What Is Albumin Blood Test or Serum Albumin Test? | Nutrition

Albumin Blood Test or Serum Albumin Test

Overview of an albumin blood test

An albumin blood test events the amount of albumin in your blood. Albumin is a protein made by your liver. Albumin helps keep fluid in the bloodstream so it doesn’t leak into other tissues. It also carries various materials throughout the body, including hormones, vitamins, and enzymes. Low albumin levels can indicate a problem with the liver or kidneys.

What is an albumin blood test used for?

An albumin blood test is a kind of liver function test. Liver function tests are blood tests that amount different enzymes and proteins in the liver, including albumin. An albumin test can also be part of a complete metabolic panel, a test that measures various substances in your blood. These substances include electrolytes, glucose, and proteins like albumin.

Why do I need an albumin blood test?

Your healthcare supplier may have ordered liver function tests or a complete metabolic panel, including albumin tests, as part of your steady checkup. You may also essential this test if you have symptoms of liver or kidney disease.

Symptoms of liver disease include:

  • Jaundice, a condition that causes the skin and eyes to turn yellow
  • Fatigue
  • Weightloss
  • Loss of appetite
  • Dark-colored urine
  • Pale colored stool

Symptoms of kidney disease include:

  • Swelling around the abdomen, thighs, or face
  • More frequent urination, especially at night
  • Foamy, bloody, or brown urine
  • Nausea
  • Skin itch

Procedure for an albumin blood test

Your healthcare provider draws a small sample of blood from your arm to use in the serum albumin test.

First, they use an alcohol swab or antiseptic cloth to clean your skin. They then tie a band around your upper arm so that your veins fill with blood. This helps them find a vein more easily.

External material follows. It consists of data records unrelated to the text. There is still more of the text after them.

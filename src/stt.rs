//! Speech to text for donated audio.

use std::path::{Path, PathBuf};

use async_trait::async_trait;
use futures_util::StreamExt;
use indicatif::{ProgressBar, ProgressDrawTarget, ProgressStyle};
use serde::Deserialize;
use tokio::io::AsyncWriteExt;
use tokio::process::Command;
use tracing::{debug, trace};

/// Sample rate every engine expects after decoding.
pub const SAMPLE_RATE: u32 = 16_000;

/// Result of a transcription.
#[derive(Debug, Clone, PartialEq, Deserialize)]
pub struct Transcription {
    /// Combined text output, trimmed.
    pub text: String,
}

impl Transcription {
    /// True when nothing but whitespace was recognised.
    pub fn is_silent(&self) -> bool {
        self.text.trim().is_empty()
    }
}

/// A speech recognition engine working on an audio file of any container.
#[async_trait]
pub trait Stt: Send + Sync {
    async fn transcribe(&self, audio: &Path) -> anyhow::Result<Transcription>;
}

/// Decode `path` into mono 16 kHz signed 16-bit PCM using `ffmpeg`.
pub async fn decode_to_pcm(ffmpeg: &str, path: &Path) -> anyhow::Result<Vec<i16>> {
    let output = Command::new(ffmpeg)
        .args(["-nostdin", "-hide_banner", "-loglevel", "error", "-i"])
        .arg(path)
        .args(["-f", "s16le", "-ac", "1", "-ar"])
        .arg(SAMPLE_RATE.to_string())
        .arg("-")
        .output()
        .await
        .map_err(|e| anyhow::anyhow!("failed to run {ffmpeg}: {e}"))?;
    if !output.status.success() {
        anyhow::bail!(
            "{ffmpeg} exited with {}: {}",
            output.status,
            String::from_utf8_lossy(&output.stderr).trim()
        );
    }
    let samples: Vec<i16> = output
        .stdout
        .chunks_exact(2)
        .map(|c| i16::from_le_bytes([c[0], c[1]]))
        .collect();
    trace!(samples = samples.len(), "decoded audio");
    Ok(samples)
}

#[cfg(feature = "whisper")]
pub use whisper::WhisperStt;

#[cfg(feature = "whisper")]
mod whisper {
    use std::path::Path;
    use std::sync::Arc;

    use async_trait::async_trait;
    use tracing::debug;
    use whisper_rs::{FullParams, SamplingStrategy, WhisperContext, WhisperContextParameters};

    use super::{Stt, Transcription, decode_to_pcm};

    /// Local inference with `whisper-rs`. The model is loaded once.
    pub struct WhisperStt {
        ctx: Arc<WhisperContext>,
        language: String,
        ffmpeg: String,
    }

    impl WhisperStt {
        /// Load a ggml whisper model from `model`.
        pub fn new(
            model: impl AsRef<Path>,
            language: impl Into<String>,
            ffmpeg: impl Into<String>,
        ) -> anyhow::Result<Self> {
            let path = model
                .as_ref()
                .to_str()
                .ok_or_else(|| anyhow::anyhow!("model path must be valid UTF-8"))?;
            let ctx = WhisperContext::new_with_params(path, WhisperContextParameters::default())
                .map_err(|e| anyhow::anyhow!(e))?;
            Ok(Self {
                ctx: Arc::new(ctx),
                language: language.into(),
                ffmpeg: ffmpeg.into(),
            })
        }
    }

    #[async_trait]
    impl Stt for WhisperStt {
        async fn transcribe(&self, audio: &Path) -> anyhow::Result<Transcription> {
            let pcm = decode_to_pcm(&self.ffmpeg, audio).await?;
            let ctx = self.ctx.clone();
            let language = self.language.clone();
            let text = tokio::task::spawn_blocking(move || -> anyhow::Result<String> {
                let mut float_buf = vec![0.0f32; pcm.len()];
                whisper_rs::convert_integer_to_float_audio(&pcm, &mut float_buf)
                    .map_err(|e| anyhow::anyhow!(e))?;
                let mut state = ctx.create_state().map_err(|e| anyhow::anyhow!(e))?;
                let mut params = FullParams::new(SamplingStrategy::Greedy { best_of: 1 });
                params.set_language(Some(language.as_str()));
                params.set_print_special(false);
                params.set_print_progress(false);
                params.set_print_realtime(false);
                params.set_print_timestamps(false);
                state
                    .full(params, &float_buf)
                    .map_err(|e| anyhow::anyhow!(e))?;
                let segments = state.full_n_segments().map_err(|e| anyhow::anyhow!(e))?;
                let mut out = String::new();
                for i in 0..segments {
                    out.push_str(
                        &state
                            .full_get_segment_text(i)
                            .map_err(|e| anyhow::anyhow!(e))?,
                    );
                }
                Ok(out)
            })
            .await??;
            debug!(%text, "whisper transcription done");
            Ok(Transcription {
                text: text.trim().to_string(),
            })
        }
    }

}

/// Client for an OpenAI-compatible `/v1/audio/transcriptions` endpoint.
#[derive(Clone, Debug)]
pub struct HttpStt {
    /// Full endpoint URL.
    pub url: String,
    pub model: String,
    pub language: String,
    pub api_key: Option<String>,
    client: reqwest::Client,
}

impl HttpStt {
    pub fn new(
        url: impl Into<String>,
        model: impl Into<String>,
        language: impl Into<String>,
        api_key: Option<String>,
    ) -> Self {
        Self {
            url: url.into(),
            model: model.into(),
            language: language.into(),
            api_key,
            client: reqwest::Client::new(),
        }
    }
}

#[async_trait]
impl Stt for HttpStt {
    async fn transcribe(&self, audio: &Path) -> anyhow::Result<Transcription> {
        let name = audio
            .file_name()
            .and_then(|n| n.to_str())
            .unwrap_or("audio")
            .to_string();
        let bytes = tokio::fs::read(audio).await?;
        let form = reqwest::multipart::Form::new()
            .part("file", reqwest::multipart::Part::bytes(bytes).file_name(name))
            .text("model", self.model.clone())
            .text("language", self.language.clone())
            .text("response_format", "json");
        let mut req = self.client.post(&self.url).multipart(form);
        if let Some(key) = &self.api_key {
            req = req.bearer_auth(key);
        }
        let trans: Transcription = req.send().await?.error_for_status()?.json().await?;
        debug!(text = %trans.text, "remote transcription done");
        Ok(Transcription {
            text: trans.text.trim().to_string(),
        })
    }
}

/// Available whisper.cpp ggml models.
pub const MODELS: &[&str] = &[
    "tiny", "tiny.en", "base", "base.en", "small", "small.en", "medium", "medium.en", "large",
];

/// Default location of the ggml model files.
pub const MODEL_BASE_URL: &str = "https://huggingface.co/ggerganov/whisper.cpp/resolve/main";

/// Download the ggml `model` from `base_url` into `dir`, returning the saved path.
pub async fn fetch_model(model: &str, dir: &Path, base_url: &str) -> anyhow::Result<PathBuf> {
    if !MODELS.contains(&model) {
        anyhow::bail!("unknown whisper model {model:?}; expected one of {MODELS:?}");
    }
    let url = format!("{}/ggml-{model}.bin", base_url.trim_end_matches('/'));
    debug!(%url, "downloading model");
    tokio::fs::create_dir_all(dir).await?;
    let resp = reqwest::get(&url).await?.error_for_status()?;
    let total = resp.content_length().unwrap_or(0);
    let pb = ProgressBar::new(total);
    pb.set_draw_target(ProgressDrawTarget::stderr());
    pb.set_style(ProgressStyle::with_template(
        "{bar:40.cyan/blue} {bytes}/{total_bytes}",
    )?);
    let path = dir.join(format!("ggml-{model}.bin"));
    let mut file = tokio::fs::File::create(&path).await?;
    let mut stream = resp.bytes_stream();
    while let Some(chunk) = stream.next().await {
        let chunk = chunk?;
        file.write_all(&chunk).await?;
        if total > 0 {
            pb.inc(chunk.len() as u64);
        } else {
            pb.tick();
        }
    }
    file.flush().await?;
    pb.finish_and_clear();
    trace!(path = %path.display(), "download complete");
    Ok(path)
}

#[cfg(test)]
mod tests {
    use super::*;
    use httpmock::prelude::*;
    use serde_json::json;
    use tempfile::tempdir;

    #[test]
    fn whitespace_transcripts_are_silent() {
        assert!(Transcription { text: " \n\t".into() }.is_silent());
        assert!(Transcription { text: String::new() }.is_silent());
        assert!(!Transcription { text: "oi".into() }.is_silent());
    }

    #[tokio::test]
    async fn http_stt_posts_file_and_trims_text() {
        let server = MockServer::start_async().await;
        let mock = server
            .mock_async(|when, then| {
                when.method(POST)
                    .path("/v1/audio/transcriptions")
                    .header("authorization", "Bearer k")
                    .body_contains("name=\"language\"")
                    .body_contains("pt");
                then.status(200).json_body(json!({"text": "  bom dia  "}));
            })
            .await;

        let dir = tempdir().unwrap();
        let file = dir.path().join("a.webm");
        tokio::fs::write(&file, b"audio").await.unwrap();

        let stt = HttpStt::new(
            server.url("/v1/audio/transcriptions"),
            "whisper-1",
            "pt",
            Some("k".into()),
        );
        let t = stt.transcribe(&file).await.unwrap();
        assert_eq!(t.text, "bom dia");
        mock.assert_async().await;
    }

    #[tokio::test]
    async fn http_stt_missing_file_is_an_error() {
        let stt = HttpStt::new("http://127.0.0.1:9/none", "m", "pt", None);
        assert!(stt.transcribe(Path::new("/no/such/file.webm")).await.is_err());
    }

    #[tokio::test]
    async fn fetch_model_saves_file() {
        let server = MockServer::start_async().await;
        server
            .mock_async(|when, then| {
                when.method(GET).path("/ggml-tiny.bin");
                then.status(200).body("ok");
            })
            .await;

        let dir = tempdir().unwrap();
        let path = fetch_model("tiny", dir.path(), &server.base_url())
            .await
            .unwrap();
        assert_eq!(path, dir.path().join("ggml-tiny.bin"));
        assert_eq!(tokio::fs::read_to_string(&path).await.unwrap(), "ok");
    }

    #[tokio::test]
    async fn fetch_model_rejects_unknown_names() {
        let dir = tempdir().unwrap();
        assert!(
            fetch_model("gigantic", dir.path(), "http://127.0.0.1:9")
                .await
                .is_err()
        );
    }

    #[cfg(unix)]
    fn fake_ffmpeg(dir: &Path, script: &str) -> String {
        use std::os::unix::fs::PermissionsExt;
        let path = dir.join("ffmpeg");
        std::fs::write(&path, format!("#!/bin/sh\n{script}\n")).unwrap();
        std::fs::set_permissions(&path, std::fs::Permissions::from_mode(0o755)).unwrap();
        path.to_string_lossy().into_owned()
    }

    #[cfg(unix)]
    #[tokio::test]
    async fn decode_reads_little_endian_samples() {
        let dir = tempdir().unwrap();
        let ffmpeg = fake_ffmpeg(dir.path(), r"printf '\001\000\377\377'");
        let pcm = decode_to_pcm(&ffmpeg, Path::new("in.webm")).await.unwrap();
        assert_eq!(pcm, vec![1, -1]);
    }

    #[cfg(unix)]
    #[tokio::test]
    async fn decode_failure_reports_stderr() {
        let dir = tempdir().unwrap();
        let ffmpeg = fake_ffmpeg(dir.path(), "echo 'bad input' >&2; exit 1");
        let err = decode_to_pcm(&ffmpeg, Path::new("in.webm"))
            .await
            .unwrap_err();
        assert!(err.to_string().contains("bad input"));
    }

    #[tokio::test]
    async fn decode_missing_binary_is_an_error() {
        assert!(
            decode_to_pcm("/no/such/ffmpeg", Path::new("in.webm"))
                .await
                .is_err()
        );
    }
}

Once they find a vein, the doctor inserts a needle that is attached to a vial and draws blood. They can fill one or more vials. They will send your blood sample to a lab for testing.

Preparation

Certain medications such as insulin, anabolic steroids, and growth hormones can affect the test results. Tell your doctor if you are taking medication. Your doctor may instruct you to change the dose of your medicine or to stop taking it before the test.

Do not make any changes to your medication or dosage unless your doctor tells you to.

Other than that, there is no need for you to take any additional steps before the serum albumin test.

How is this test done?

The test needs a blood sample, which is drawn finished a needle from a vein in your arm.

What could affect my test results?

Being dehydrated can cause higher levels of albumin. Certain medications can raise your albumin levels. These include insulin, steroids, and hormones.

If you are pregnant, your albumin heights may be lower. Medications, such as birth control pills, can also lower your albumin levels.

Albumin blood test risks

Captivating a blood sample with a needle carries risks that include bleeding, infection, bruising, or feeling faint. When the needle sticks your arm, you may feel a slight stinging or pain. Afterward, the site may be slightly sore.

There is little risk associated with having blood drawn. Veins and arteries differ in size from one person to add and from one side of the body to the other. Drawing blood from some people can be more difficult than from others.

Other risks related to having blood haggard are slight, but can include:

  • Excessive bleeding
  • Fainting or feeling dizzy
  • Multiple punctures to locate veins.
  • Hematoma (collection of blood under the skin)
  • Infection (a slight risk every time the skin is broken)

Considerations for an albumin blood test

If you are receiving large amounts of fluids through an IV, the results of this test may be inaccurate.

Albumin will decrease during pregnancy.

What do the results mean?

Since the serum albumin test is often one of several tests given at the same time, a doctor will interpret all the results together to determine if there are any underlying conditions.

Generally, the range of albumin in the blood is between 3.4 and 5.4 grams per deciliter.

When a person’s levels are found to be lower than the average range, it could indicate conditions, such as:

  • Crohn’s disease
  • liver disease
  • Celiac Disease
  • Inflammation
  • Poor nutrition
  • Shock
  • Nephritic or nephrotic syndrome

A doctor may order additional tests if he suspects liver disease to determine what type of disease is present.

Some possible types include:

  • Cirrhosis
  • Hepatitis
  • Hepatocellular necrosis
  • If albumin levels are found to be too high, it may indicate that a person is eating a high protein diet or is dehydrated.

When the results are obtained, a doctor will review them with the person and explain the results. Normal levels can vary from laboratory to laboratory. A doctor will be talented to interpret the results to determine if the consequences are within a normal range.